• [Problem to work on]
Determine how many lines in the entries contain the word "headers", and give that number with no other text.
___ Data records
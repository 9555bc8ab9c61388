// Copyright 2025 Oxide Computer Company

//! General-purpose HTTP-related facilities

use bytes::Bytes;
use http_body_util::BodyExt;
use hyper::body::Body as HttpBody;

use crate::error::ApplicationError;

/// header name for conveying request ids ("x-request-id")
pub const HEADER_REQUEST_ID: &str = "x-request-id";
/// MIME type for plain JSON data
pub const CONTENT_TYPE_JSON: &str = "application/json";
/// MIME type for YAML documents (used for OpenAPI specs)
pub const CONTENT_TYPE_YAML: &str = "application/x-yaml";
/// name of the query parameter and header carrying the correlation id
pub const CORRELATION_ID: &str = "correlation_id";

/// Reads the whole body into memory, failing once more than `cap` bytes have
/// arrived.  Checking `size_hint` first lets us reject an oversized body
/// without reading any of it when `Content-Length` is present.
pub async fn http_read_body<T>(
    body: T,
    cap: usize,
) -> Result<Bytes, ApplicationError>
where
    T: HttpBody<Data = Bytes> + Send,
    T::Error: Into<Box<dyn std::error::Error + Send + Sync>>,
{
    let too_large = || {
        ApplicationError::bad_request(
            "REQUEST_TOO_LARGE",
            format!("request body exceeded maximum size of {} bytes", cap),
        )
        .with_status(http::StatusCode::PAYLOAD_TOO_LARGE)
    };

    if let Some(exact) = body.size_hint().exact() {
        if exact > cap as u64 {
            return Err(too_large());
        }
    }

    let limited = http_body_util::Limited::new(body, cap);
    match limited.collect().await {
        Ok(collected) => Ok(collected.to_bytes()),
        Err(error) => {
            if error.downcast_ref::<http_body_util::LengthLimitError>().is_some()
            {
                Err(too_large())
            } else {
                Err(ApplicationError::bad_request(
                    "BAD_REQUEST",
                    format!("error reading request body: {}", error),
                ))
            }
        }
    }
}

/// Parses a query string into (name, value) pairs, keeping only the first
/// value for each name.
pub fn query_pairs(query: Option<&str>) -> Vec<(String, String)> {
    let mut pairs: Vec<(String, String)> = Vec::new();
    if let Some(query) = query {
        for (name, value) in form_urlencoded::parse(query.as_bytes()) {
            if !pairs.iter().any(|(n, _)| *n == name) {
                pairs.push((name.into_owned(), value.into_owned()));
            }
        }
    }
    pairs
}
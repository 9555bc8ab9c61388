// Copyright 2025 Oxide Computer Company
//! Authorization interceptors
//!
//! Authentication itself happens upstream: some interceptor (registered with
//! [`crate::HttpEndpoint::register_interceptor`] or
//! [`crate::ServiceRoutes::register_interceptor`]) identifies the caller and
//! stores an [`AuthUser`] in the request's extensions.  The managers here
//! only inspect that user and either continue with the route or fail with
//! 401 (`NOT_SIGNED`) or 403 (`NOT_IN_ROLE`, `FORBIDDEN`).

use crate::error::ApplicationError;
use crate::handler::interceptor_fn;
use crate::handler::Interceptor;
use crate::handler::Next;
use crate::handler::RequestContext;

use http::StatusCode;
use serde::Deserialize;
use serde::Serialize;
use serde_json::Map;
use serde_json::Value;
use std::sync::Arc;

pub const ADMIN_ROLE: &str = "admin";
const DEFAULT_ID_PARAM: &str = "user_id";

/// The signed-in caller.
#[derive(Clone, Debug, Default, Deserialize, PartialEq, Serialize)]
pub struct AuthUser {
    #[serde(alias = "id")]
    pub user_id: String,
    #[serde(default)]
    pub roles: Vec<String>,
    /// anything else known about the user
    #[serde(flatten)]
    pub properties: Map<String, Value>,
}

impl AuthUser {
    pub fn new(user_id: &str, roles: &[&str]) -> Self {
        AuthUser {
            user_id: user_id.to_string(),
            roles: roles.iter().map(|r| r.to_string()).collect(),
            properties: Map::new(),
        }
    }

    pub fn has_role(&self, role: &str) -> bool {
        self.roles.iter().any(|r| r == role)
    }

    pub fn is_admin(&self) -> bool {
        self.has_role(ADMIN_ROLE)
    }
}

fn signed_user(rqctx: &RequestContext) -> Result<AuthUser, ApplicationError> {
    rqctx.extensions().get::<AuthUser>().cloned().ok_or_else(|| {
        ApplicationError::unauthorized(
            "NOT_SIGNED",
            "User must be signed in to perform this operation",
        )
        .with_correlation_id(rqctx.correlation_id())
    })
}

fn forbidden(
    rqctx: &RequestContext,
    code: &str,
    message: String,
) -> ApplicationError {
    ApplicationError::unauthorized(code, message)
        .with_status(StatusCode::FORBIDDEN)
        .with_correlation_id(rqctx.correlation_id())
}

#[derive(Clone, Copy, Debug, Default)]
pub struct BasicAuthManager;

impl BasicAuthManager {
    /// Lets every request through.
    pub fn anybody(&self) -> Arc<dyn Interceptor> {
        interceptor_fn(|rqctx: RequestContext, next: Next| next.run(rqctx))
    }

    /// Requires a signed-in user.
    pub fn signed(&self) -> Arc<dyn Interceptor> {
        interceptor_fn(|rqctx: RequestContext, next: Next| async move {
            signed_user(&rqctx)?;
            next.run(rqctx).await
        })
    }
}

#[derive(Clone, Copy, Debug, Default)]
pub struct RoleAuthManager;

impl RoleAuthManager {
    /// Requires a signed-in user holding at least one of `roles`.
    pub fn user_in_roles(&self, roles: &[&str]) -> Arc<dyn Interceptor> {
        let roles: Arc<[String]> = roles.iter().map(|r| r.to_string()).collect();
        interceptor_fn(move |rqctx: RequestContext, next: Next| {
            let roles = Arc::clone(&roles);
            async move {
                let user = signed_user(&rqctx)?;
                if !roles.iter().any(|role| user.has_role(role)) {
                    return Err(forbidden(
                        &rqctx,
                        "NOT_IN_ROLE",
                        format!(
                            "User must be {} to perform this operation",
                            roles.join(" or ")
                        ),
                    )
                    .with_details("roles", roles.to_vec()));
                }
                next.run(rqctx).await
            }
        })
    }

    pub fn user_in_role(&self, role: &str) -> Arc<dyn Interceptor> {
        self.user_in_roles(&[role])
    }

    pub fn admin(&self) -> Arc<dyn Interceptor> {
        self.user_in_role(ADMIN_ROLE)
    }
}

#[derive(Clone, Copy, Debug, Default)]
pub struct OwnerAuthManager;

impl OwnerAuthManager {
    /// Requires the signed-in user to be the one named by request parameter
    /// `id_param` (query first, then path; `user_id` when empty).
    pub fn owner(&self, id_param: &str) -> Arc<dyn Interceptor> {
        owner_interceptor(id_param, false)
    }

    /// Like [`OwnerAuthManager::owner`], but admins are always allowed.
    pub fn owner_or_admin(&self, id_param: &str) -> Arc<dyn Interceptor> {
        owner_interceptor(id_param, true)
    }
}

fn owner_interceptor(id_param: &str, admin_allowed: bool) -> Arc<dyn Interceptor> {
    let id_param: Arc<str> = match id_param {
        "" => DEFAULT_ID_PARAM.into(),
        id_param => id_param.into(),
    };
    interceptor_fn(move |rqctx: RequestContext, next: Next| {
        let id_param = Arc::clone(&id_param);
        async move {
            let user = signed_user(&rqctx)?;
            let owner = rqctx.param(&id_param).unwrap_or_default();
            let allowed =
                user.user_id == owner || (admin_allowed && user.is_admin());
            if !allowed {
                return Err(forbidden(
                    &rqctx,
                    "FORBIDDEN",
                    "Only data owner can perform this operation".to_string(),
                ));
            }
            next.run(rqctx).await
        }
    })
}
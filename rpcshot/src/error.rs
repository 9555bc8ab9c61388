// Copyright 2025 Oxide Computer Company

//! Generic error types shared by endpoints, services and clients.
//!
//! Every failure that crosses a process boundary is described by an
//! [`ApplicationError`].  On the server side, handlers and commands return
//! these errors and they are rendered into a JSON body with the matching HTTP
//! status code.  On the client side, any response with a status of 400 or
//! above is parsed back into the same structure, so callers can inspect
//! `code` and `status` programmatically regardless of which side produced the
//! failure.
//!
//! The wire form looks like this:
//!
//! ```json
//! {
//!     "type": "NotFoundError",
//!     "category": "NotFound",
//!     "status": 404,
//!     "code": "NOT_FOUND_TEST",
//!     "message": "Not found error",
//!     "correlation_id": "test_cor_id",
//!     "details": { "id": "abc" }
//! }
//! ```
//!
//! Only `code` is required when parsing; `status` falls back to 500 when it's
//! missing.

use crate::body::Body;
use crate::http_util::CONTENT_TYPE_JSON;
use crate::http_util::HEADER_REQUEST_ID;
use http::StatusCode;
use serde::Deserialize;
use serde::Deserializer;
use serde::Serialize;
use serde_json::Map;
use serde_json::Value;
use std::error::Error;
use std::fmt;

/// Broad classification of an [`ApplicationError`].  Each category has a
/// default HTTP status, though individual errors may override it.
#[derive(Clone, Copy, Debug, Default, Deserialize, Eq, PartialEq, Serialize)]
pub enum ErrorCategory {
    /// Errors that happened inside this process (including panics)
    Internal,
    /// Missing or invalid configuration
    Misconfiguration,
    /// A remote service could not be reached or didn't respond
    NoResponse,
    /// A remote call was made but failed
    FailedInvocation,
    /// Failure while reading or writing local files
    FileError,
    /// The caller sent something invalid
    BadRequest,
    /// Missing or insufficient credentials
    Unauthorized,
    /// The requested object doesn't exist
    NotFound,
    /// The operation isn't valid in the component's current state
    InvalidState,
    /// The operation isn't supported
    Unsupported,
    /// Optimistic concurrency or uniqueness violation
    Conflict,
    /// Something went wrong, but we don't know what.  Categories this crate
    /// doesn't know also parse as `Unknown`.
    #[default]
    #[serde(other)]
    Unknown,
}

impl ErrorCategory {
    /// Returns the HTTP status used for errors of this category unless the
    /// error says otherwise.
    pub fn default_status(&self) -> StatusCode {
        match self {
            ErrorCategory::BadRequest => StatusCode::BAD_REQUEST,
            ErrorCategory::Unauthorized => StatusCode::UNAUTHORIZED,
            ErrorCategory::NotFound => StatusCode::NOT_FOUND,
            ErrorCategory::InvalidState | ErrorCategory::Conflict => {
                StatusCode::CONFLICT
            }
            ErrorCategory::Unknown
            | ErrorCategory::Internal
            | ErrorCategory::Misconfiguration
            | ErrorCategory::NoResponse
            | ErrorCategory::FailedInvocation
            | ErrorCategory::FileError
            | ErrorCategory::Unsupported => StatusCode::INTERNAL_SERVER_ERROR,
        }
    }

    fn type_name(&self) -> &'static str {
        match self {
            ErrorCategory::Unknown => "UnknownError",
            ErrorCategory::Internal => "InternalError",
            ErrorCategory::Misconfiguration => "ConfigError",
            ErrorCategory::NoResponse => "ConnectionError",
            ErrorCategory::FailedInvocation => "InvocationError",
            ErrorCategory::FileError => "FileError",
            ErrorCategory::BadRequest => "BadRequestError",
            ErrorCategory::Unauthorized => "UnauthorizedError",
            ErrorCategory::NotFound => "NotFoundError",
            ErrorCategory::InvalidState => "InvalidStateError",
            ErrorCategory::Unsupported => "UnsupportedError",
            ErrorCategory::Conflict => "ConflictError",
        }
    }
}

fn default_status() -> u16 {
    StatusCode::INTERNAL_SERVER_ERROR.as_u16()
}

fn deserialize_details<'de, D>(
    deserializer: D,
) -> Result<Option<Map<String, Value>>, D::Error>
where
    D: Deserializer<'de>,
{
    Ok(match Value::deserialize(deserializer)? {
        Value::Null => None,
        Value::Object(details) => Some(details),
        value => Some(Map::from_iter([("value".to_string(), value)])),
    })
}

/// `ApplicationError` is the error type returned by handlers, commands,
/// connection resolution and clients.  It doubles as the JSON body of error
/// responses.
#[derive(Clone, Debug, Deserialize, PartialEq, Serialize)]
pub struct ApplicationError {
    /// name of the error type, used for diagnostics only
    #[serde(rename = "type", default, skip_serializing_if = "Option::is_none")]
    pub error_type: Option<String>,
    #[serde(default)]
    pub category: ErrorCategory,
    /// HTTP status code associated with this error
    #[serde(default = "default_status")]
    pub status: u16,
    /// stable, machine-readable error code (e.g., `"NOT_FOUND"`)
    pub code: String,
    /// human-readable message
    #[serde(default)]
    pub message: String,
    #[serde(default, skip_serializing_if = "Option::is_none")]
    pub correlation_id: Option<String>,
    /// free-form details; a non-object value is kept under `"value"`
    #[serde(
        default,
        deserialize_with = "deserialize_details",
        skip_serializing_if = "Option::is_none"
    )]
    pub details: Option<Map<String, Value>>,
    /// description of the underlying error, if any
    #[serde(default, skip_serializing_if = "Option::is_none")]
    pub cause: Option<String>,
}

impl ApplicationError {
    /// Constructs an error of the given category using that category's
    /// default status.
    pub fn new<C, M>(category: ErrorCategory, code: C, message: M) -> Self
    where
        C: Into<String>,
        M: Into<String>,
    {
        ApplicationError {
            error_type: Some(category.type_name().to_string()),
            category,
            status: category.default_status().as_u16(),
            code: code.into(),
            message: message.into(),
            correlation_id: None,
            details: None,
            cause: None,
        }
    }

    pub fn unknown(code: impl Into<String>, message: impl Into<String>) -> Self {
        ApplicationError::new(ErrorCategory::Unknown, code, message)
    }

    pub fn internal(
        code: impl Into<String>,
        message: impl Into<String>,
    ) -> Self {
        ApplicationError::new(ErrorCategory::Internal, code, message)
    }

    pub fn config(code: impl Into<String>, message: impl Into<String>) -> Self {
        ApplicationError::new(ErrorCategory::Misconfiguration, code, message)
    }

    pub fn connection(
        code: impl Into<String>,
        message: impl Into<String>,
    ) -> Self {
        ApplicationError::new(ErrorCategory::NoResponse, code, message)
    }

    pub fn invocation(
        code: impl Into<String>,
        message: impl Into<String>,
    ) -> Self {
        ApplicationError::new(ErrorCategory::FailedInvocation, code, message)
    }

    pub fn file(code: impl Into<String>, message: impl Into<String>) -> Self {
        ApplicationError::new(ErrorCategory::FileError, code, message)
    }

    pub fn bad_request(
        code: impl Into<String>,
        message: impl Into<String>,
    ) -> Self {
        ApplicationError::new(ErrorCategory::BadRequest, code, message)
    }

    pub fn unauthorized(
        code: impl Into<String>,
        message: impl Into<String>,
    ) -> Self {
        ApplicationError::new(ErrorCategory::Unauthorized, code, message)
    }

    pub fn not_found(
        code: impl Into<String>,
        message: impl Into<String>,
    ) -> Self {
        ApplicationError::new(ErrorCategory::NotFound, code, message)
    }

    pub fn invalid_state(
        code: impl Into<String>,
        message: impl Into<String>,
    ) -> Self {
        ApplicationError::new(ErrorCategory::InvalidState, code, message)
    }

    pub fn unsupported(
        code: impl Into<String>,
        message: impl Into<String>,
    ) -> Self {
        ApplicationError::new(ErrorCategory::Unsupported, code, message)
    }

    pub fn conflict(
        code: impl Into<String>,
        message: impl Into<String>,
    ) -> Self {
        ApplicationError::new(ErrorCategory::Conflict, code, message)
    }

    /// Attaches the correlation id of the call that failed.  Empty ids are
    /// ignored.
    pub fn with_correlation_id(mut self, correlation_id: Option<&str>) -> Self {
        if let Some(id) = correlation_id.filter(|id| !id.is_empty()) {
            self.correlation_id = Some(id.to_string());
        }
        self
    }

    pub fn with_status(mut self, status: StatusCode) -> Self {
        self.status = status.as_u16();
        self
    }

    /// Adds one entry to `details`.
    pub fn with_details<K, V>(mut self, key: K, value: V) -> Self
    where
        K: Into<String>,
        V: Into<Value>,
    {
        self.details
            .get_or_insert_with(Map::new)
            .insert(key.into(), value.into());
        self
    }

    pub fn with_cause<E: fmt::Display>(mut self, cause: E) -> Self {
        self.cause = Some(cause.to_string());
        self
    }

    /// Returns `status` as an HTTP status code.  Values that aren't valid
    /// HTTP statuses are reported as 500.
    pub fn status_code(&self) -> StatusCode {
        StatusCode::from_u16(self.status)
            .unwrap_or(StatusCode::INTERNAL_SERVER_ERROR)
    }

    /// Renders this error as an HTTP response with a JSON body.
    pub fn into_response(self, request_id: &str) -> hyper::Response<Body> {
        let status = self.status_code();
        let body = match serde_json::to_vec(&self) {
            Ok(body) => body,
            Err(error) => format!(
                "{{\"code\":\"INTERNAL\",\"status\":500,\"message\":{:?}}}",
                error.to_string()
            )
            .into_bytes(),
        };
        let mut response = hyper::Response::new(Body::with_content(body));
        *response.status_mut() = status;
        let headers = response.headers_mut();
        headers.insert(
            http::header::CONTENT_TYPE,
            http::HeaderValue::from_static(CONTENT_TYPE_JSON),
        );
        if let Ok(value) = http::HeaderValue::from_str(request_id) {
            headers.insert(HEADER_REQUEST_ID, value);
        }
        response
    }
}

impl fmt::Display for ApplicationError {
    fn fmt(&self, f: &mut fmt::Formatter<'_>) -> fmt::Result {
        write!(f, "{} ({}): {}", self.code, self.status, self.message)
    }
}

impl Error for ApplicationError {
    fn source(&self) -> Option<&(dyn Error + 'static)> {
        None
    }
}

impl From<hyper::Error> for ApplicationError {
    fn from(error: hyper::Error) -> Self {
        ApplicationError::bad_request(
            "BAD_REQUEST",
            format!("error processing request: {}", error),
        )
    }
}

impl From<http::Error> for ApplicationError {
    fn from(error: http::Error) -> Self {
        ApplicationError::internal(
            "INTERNAL",
            format!("error building response: {}", error),
        )
    }
}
______
• [Exercise output]
3